- **About this task**:
Note each line in the data below that holds "written", and copy it.

(Dataset records begins)

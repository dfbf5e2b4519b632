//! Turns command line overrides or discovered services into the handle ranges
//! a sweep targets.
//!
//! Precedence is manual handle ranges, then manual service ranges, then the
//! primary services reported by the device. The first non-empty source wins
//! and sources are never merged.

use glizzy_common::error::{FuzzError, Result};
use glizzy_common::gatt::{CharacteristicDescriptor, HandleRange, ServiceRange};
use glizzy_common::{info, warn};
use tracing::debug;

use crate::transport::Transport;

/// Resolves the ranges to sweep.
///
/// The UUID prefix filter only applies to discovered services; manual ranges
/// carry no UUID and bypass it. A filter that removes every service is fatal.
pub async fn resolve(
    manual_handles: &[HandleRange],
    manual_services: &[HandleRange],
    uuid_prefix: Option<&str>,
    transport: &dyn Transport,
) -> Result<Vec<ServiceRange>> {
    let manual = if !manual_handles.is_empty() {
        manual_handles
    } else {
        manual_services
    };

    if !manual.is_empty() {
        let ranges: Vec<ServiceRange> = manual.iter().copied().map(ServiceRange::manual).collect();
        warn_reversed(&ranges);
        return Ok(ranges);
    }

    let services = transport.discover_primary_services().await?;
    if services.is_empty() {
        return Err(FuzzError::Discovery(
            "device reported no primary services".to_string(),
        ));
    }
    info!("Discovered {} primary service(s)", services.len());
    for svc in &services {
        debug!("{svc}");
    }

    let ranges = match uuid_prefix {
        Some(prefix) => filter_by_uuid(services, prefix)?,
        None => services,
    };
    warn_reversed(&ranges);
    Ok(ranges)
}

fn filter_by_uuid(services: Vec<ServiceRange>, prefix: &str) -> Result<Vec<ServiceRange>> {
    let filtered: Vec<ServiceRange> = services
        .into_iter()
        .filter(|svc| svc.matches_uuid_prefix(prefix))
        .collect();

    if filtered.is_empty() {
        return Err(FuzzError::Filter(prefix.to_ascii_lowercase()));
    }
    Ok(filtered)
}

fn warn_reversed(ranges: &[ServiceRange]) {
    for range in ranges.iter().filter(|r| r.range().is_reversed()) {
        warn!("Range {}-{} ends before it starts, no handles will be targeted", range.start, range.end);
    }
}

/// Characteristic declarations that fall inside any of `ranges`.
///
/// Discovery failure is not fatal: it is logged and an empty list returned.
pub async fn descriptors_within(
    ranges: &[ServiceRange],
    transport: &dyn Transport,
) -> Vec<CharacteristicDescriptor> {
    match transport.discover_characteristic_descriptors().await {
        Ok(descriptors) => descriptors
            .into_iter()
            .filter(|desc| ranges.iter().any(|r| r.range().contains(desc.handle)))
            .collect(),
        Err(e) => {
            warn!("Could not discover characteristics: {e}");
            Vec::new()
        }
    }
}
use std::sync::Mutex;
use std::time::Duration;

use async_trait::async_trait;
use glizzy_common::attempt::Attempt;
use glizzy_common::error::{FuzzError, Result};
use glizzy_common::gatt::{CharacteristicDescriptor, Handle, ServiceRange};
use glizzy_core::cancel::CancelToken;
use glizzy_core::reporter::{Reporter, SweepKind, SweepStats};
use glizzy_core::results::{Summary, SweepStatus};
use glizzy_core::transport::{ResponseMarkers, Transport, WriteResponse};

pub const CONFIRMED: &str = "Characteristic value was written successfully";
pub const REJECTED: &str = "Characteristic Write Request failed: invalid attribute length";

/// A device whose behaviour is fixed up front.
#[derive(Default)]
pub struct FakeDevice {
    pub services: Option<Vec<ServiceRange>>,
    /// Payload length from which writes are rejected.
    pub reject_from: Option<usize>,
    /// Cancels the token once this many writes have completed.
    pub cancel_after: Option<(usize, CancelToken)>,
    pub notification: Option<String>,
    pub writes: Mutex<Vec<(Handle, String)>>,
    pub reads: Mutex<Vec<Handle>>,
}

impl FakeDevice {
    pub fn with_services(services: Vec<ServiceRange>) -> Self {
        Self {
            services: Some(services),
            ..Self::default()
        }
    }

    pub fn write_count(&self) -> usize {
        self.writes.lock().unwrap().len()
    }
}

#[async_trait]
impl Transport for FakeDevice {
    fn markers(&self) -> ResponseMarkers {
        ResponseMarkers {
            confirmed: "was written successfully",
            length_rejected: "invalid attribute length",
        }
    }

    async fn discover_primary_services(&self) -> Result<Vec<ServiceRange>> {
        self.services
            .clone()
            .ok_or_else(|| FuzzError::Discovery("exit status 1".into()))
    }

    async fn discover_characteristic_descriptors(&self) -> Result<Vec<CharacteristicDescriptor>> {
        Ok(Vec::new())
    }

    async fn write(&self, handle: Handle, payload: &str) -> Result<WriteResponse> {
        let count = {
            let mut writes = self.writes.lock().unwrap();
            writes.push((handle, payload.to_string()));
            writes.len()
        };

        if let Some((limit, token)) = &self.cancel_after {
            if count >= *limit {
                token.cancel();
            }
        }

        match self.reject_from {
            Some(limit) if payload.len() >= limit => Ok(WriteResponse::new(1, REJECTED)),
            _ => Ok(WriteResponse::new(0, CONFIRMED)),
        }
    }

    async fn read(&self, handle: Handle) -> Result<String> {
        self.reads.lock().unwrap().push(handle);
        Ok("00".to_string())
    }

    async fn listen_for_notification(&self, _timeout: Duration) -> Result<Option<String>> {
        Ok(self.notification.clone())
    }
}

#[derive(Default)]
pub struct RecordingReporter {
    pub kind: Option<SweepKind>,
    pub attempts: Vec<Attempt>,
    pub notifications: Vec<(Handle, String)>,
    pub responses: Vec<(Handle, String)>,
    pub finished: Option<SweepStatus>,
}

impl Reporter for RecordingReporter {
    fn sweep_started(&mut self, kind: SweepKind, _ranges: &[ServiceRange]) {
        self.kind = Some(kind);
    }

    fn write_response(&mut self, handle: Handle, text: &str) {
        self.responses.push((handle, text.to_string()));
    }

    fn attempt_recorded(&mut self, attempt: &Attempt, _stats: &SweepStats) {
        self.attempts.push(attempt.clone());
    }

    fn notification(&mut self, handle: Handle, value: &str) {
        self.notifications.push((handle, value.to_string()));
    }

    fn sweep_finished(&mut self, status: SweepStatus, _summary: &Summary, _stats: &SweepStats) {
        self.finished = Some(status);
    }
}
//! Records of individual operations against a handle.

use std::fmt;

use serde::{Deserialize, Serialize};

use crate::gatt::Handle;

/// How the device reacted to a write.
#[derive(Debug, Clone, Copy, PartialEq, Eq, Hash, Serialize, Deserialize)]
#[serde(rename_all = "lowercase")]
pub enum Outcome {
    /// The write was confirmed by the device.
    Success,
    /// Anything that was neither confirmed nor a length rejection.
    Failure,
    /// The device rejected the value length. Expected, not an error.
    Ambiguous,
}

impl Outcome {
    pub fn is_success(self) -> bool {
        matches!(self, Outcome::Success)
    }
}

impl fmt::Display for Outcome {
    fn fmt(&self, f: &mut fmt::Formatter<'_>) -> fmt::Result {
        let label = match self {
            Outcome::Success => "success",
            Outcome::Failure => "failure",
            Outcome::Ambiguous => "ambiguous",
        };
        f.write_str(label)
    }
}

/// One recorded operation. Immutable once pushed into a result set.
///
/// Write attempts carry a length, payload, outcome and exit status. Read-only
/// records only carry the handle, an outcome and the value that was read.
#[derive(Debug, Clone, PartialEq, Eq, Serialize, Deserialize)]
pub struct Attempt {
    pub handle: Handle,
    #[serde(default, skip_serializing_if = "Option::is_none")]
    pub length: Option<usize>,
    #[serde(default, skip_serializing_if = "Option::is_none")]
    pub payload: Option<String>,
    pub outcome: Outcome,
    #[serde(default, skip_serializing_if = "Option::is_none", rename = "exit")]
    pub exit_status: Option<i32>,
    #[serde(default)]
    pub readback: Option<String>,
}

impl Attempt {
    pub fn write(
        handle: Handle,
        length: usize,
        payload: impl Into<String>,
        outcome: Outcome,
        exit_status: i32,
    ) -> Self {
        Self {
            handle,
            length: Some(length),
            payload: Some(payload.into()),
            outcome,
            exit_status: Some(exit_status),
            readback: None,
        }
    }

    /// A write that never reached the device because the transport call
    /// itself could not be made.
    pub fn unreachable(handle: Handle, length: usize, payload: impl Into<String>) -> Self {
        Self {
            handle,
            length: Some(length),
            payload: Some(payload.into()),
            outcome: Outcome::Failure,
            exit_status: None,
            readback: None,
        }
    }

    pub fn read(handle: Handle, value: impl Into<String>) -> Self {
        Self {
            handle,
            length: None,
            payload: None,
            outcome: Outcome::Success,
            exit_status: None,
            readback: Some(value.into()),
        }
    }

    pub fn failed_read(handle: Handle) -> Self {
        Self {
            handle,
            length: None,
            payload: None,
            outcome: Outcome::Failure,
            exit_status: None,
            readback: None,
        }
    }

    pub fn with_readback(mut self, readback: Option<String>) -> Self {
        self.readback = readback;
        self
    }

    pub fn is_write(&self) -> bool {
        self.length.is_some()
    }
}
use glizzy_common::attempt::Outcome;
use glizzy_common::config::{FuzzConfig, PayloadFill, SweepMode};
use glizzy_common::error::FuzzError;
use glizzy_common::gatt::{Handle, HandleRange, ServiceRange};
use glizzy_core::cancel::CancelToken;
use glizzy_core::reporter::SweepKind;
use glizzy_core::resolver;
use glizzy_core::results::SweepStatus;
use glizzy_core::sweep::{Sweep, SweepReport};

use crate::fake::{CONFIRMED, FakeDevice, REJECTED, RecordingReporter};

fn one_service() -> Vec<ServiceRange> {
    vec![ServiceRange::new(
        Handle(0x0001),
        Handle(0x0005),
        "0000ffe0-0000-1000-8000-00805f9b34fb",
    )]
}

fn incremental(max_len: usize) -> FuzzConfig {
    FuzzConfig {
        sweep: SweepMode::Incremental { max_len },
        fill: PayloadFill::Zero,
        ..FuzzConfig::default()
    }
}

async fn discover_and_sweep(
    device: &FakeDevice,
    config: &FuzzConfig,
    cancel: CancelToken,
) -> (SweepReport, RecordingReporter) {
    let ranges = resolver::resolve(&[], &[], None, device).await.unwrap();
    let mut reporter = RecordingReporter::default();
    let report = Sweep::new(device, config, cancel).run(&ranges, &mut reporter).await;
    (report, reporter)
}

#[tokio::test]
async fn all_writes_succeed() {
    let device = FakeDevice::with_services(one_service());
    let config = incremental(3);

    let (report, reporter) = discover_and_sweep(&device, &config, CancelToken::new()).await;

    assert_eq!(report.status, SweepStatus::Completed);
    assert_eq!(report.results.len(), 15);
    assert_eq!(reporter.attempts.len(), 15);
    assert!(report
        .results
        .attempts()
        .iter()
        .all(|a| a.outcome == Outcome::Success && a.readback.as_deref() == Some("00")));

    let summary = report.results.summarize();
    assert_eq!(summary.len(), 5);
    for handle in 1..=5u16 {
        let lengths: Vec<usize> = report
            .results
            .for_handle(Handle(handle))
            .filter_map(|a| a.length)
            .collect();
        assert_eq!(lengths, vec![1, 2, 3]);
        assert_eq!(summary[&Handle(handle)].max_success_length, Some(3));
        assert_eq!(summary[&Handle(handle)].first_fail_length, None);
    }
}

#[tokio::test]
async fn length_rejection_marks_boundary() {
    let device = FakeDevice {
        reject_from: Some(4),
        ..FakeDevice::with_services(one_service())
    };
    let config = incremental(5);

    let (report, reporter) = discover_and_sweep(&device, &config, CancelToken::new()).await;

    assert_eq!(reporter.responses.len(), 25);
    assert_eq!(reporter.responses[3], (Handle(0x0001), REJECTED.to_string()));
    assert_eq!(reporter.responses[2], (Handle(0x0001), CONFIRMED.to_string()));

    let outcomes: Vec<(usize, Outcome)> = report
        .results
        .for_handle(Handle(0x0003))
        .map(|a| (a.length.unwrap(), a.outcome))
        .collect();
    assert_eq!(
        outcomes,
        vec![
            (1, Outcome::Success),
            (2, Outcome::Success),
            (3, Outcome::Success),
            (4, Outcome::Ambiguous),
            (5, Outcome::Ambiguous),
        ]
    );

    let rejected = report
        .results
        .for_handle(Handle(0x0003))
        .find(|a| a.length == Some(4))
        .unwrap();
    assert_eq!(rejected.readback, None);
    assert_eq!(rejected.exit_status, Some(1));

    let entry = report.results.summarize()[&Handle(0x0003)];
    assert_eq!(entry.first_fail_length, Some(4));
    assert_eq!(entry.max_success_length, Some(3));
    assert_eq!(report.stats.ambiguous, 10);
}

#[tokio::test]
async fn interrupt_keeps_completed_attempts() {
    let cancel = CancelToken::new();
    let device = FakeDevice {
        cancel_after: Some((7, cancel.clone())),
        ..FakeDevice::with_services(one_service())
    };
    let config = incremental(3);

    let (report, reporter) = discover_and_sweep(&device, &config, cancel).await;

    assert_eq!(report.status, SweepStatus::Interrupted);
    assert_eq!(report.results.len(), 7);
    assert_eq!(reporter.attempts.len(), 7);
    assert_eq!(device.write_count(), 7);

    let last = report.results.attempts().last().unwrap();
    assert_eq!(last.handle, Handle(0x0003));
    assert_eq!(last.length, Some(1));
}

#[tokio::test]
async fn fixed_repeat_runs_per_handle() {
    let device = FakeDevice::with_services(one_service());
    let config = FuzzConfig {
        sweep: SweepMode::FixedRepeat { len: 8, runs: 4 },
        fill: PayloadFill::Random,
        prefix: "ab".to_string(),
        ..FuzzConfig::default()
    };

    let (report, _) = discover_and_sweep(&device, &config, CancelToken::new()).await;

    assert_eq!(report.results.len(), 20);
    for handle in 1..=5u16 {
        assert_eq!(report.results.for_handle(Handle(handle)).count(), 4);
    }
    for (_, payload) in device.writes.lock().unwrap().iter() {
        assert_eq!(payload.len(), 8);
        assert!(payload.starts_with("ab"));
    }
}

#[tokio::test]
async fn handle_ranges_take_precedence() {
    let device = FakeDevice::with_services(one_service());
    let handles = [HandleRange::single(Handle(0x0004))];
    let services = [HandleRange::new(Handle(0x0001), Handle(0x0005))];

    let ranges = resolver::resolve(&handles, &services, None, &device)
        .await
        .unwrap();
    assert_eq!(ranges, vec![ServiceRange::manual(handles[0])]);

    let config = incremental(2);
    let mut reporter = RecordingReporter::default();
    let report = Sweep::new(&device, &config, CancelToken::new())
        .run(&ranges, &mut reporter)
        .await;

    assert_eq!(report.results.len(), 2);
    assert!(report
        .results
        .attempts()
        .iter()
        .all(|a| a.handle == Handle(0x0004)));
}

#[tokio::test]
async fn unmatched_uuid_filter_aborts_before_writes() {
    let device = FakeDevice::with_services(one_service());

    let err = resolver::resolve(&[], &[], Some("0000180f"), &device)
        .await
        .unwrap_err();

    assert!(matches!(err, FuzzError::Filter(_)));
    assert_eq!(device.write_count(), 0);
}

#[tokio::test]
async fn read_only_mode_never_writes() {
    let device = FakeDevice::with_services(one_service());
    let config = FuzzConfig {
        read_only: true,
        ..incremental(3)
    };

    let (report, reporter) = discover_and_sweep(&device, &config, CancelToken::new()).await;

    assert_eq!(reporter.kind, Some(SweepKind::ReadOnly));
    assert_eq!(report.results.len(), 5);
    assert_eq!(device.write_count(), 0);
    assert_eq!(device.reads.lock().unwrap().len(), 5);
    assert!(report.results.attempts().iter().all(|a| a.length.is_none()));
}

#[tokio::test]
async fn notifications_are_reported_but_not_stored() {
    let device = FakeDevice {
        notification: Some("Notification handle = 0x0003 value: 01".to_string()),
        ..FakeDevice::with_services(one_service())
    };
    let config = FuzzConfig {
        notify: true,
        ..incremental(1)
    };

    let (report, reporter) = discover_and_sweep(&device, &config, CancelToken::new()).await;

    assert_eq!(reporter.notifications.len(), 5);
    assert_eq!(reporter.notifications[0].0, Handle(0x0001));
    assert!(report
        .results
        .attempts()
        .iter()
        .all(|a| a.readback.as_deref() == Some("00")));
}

(Dataset records ends)

- **Final answer**:
pub const CONFIRMED: &str = "Characteristic value was written successfully";
            confirmed: "was written successfully",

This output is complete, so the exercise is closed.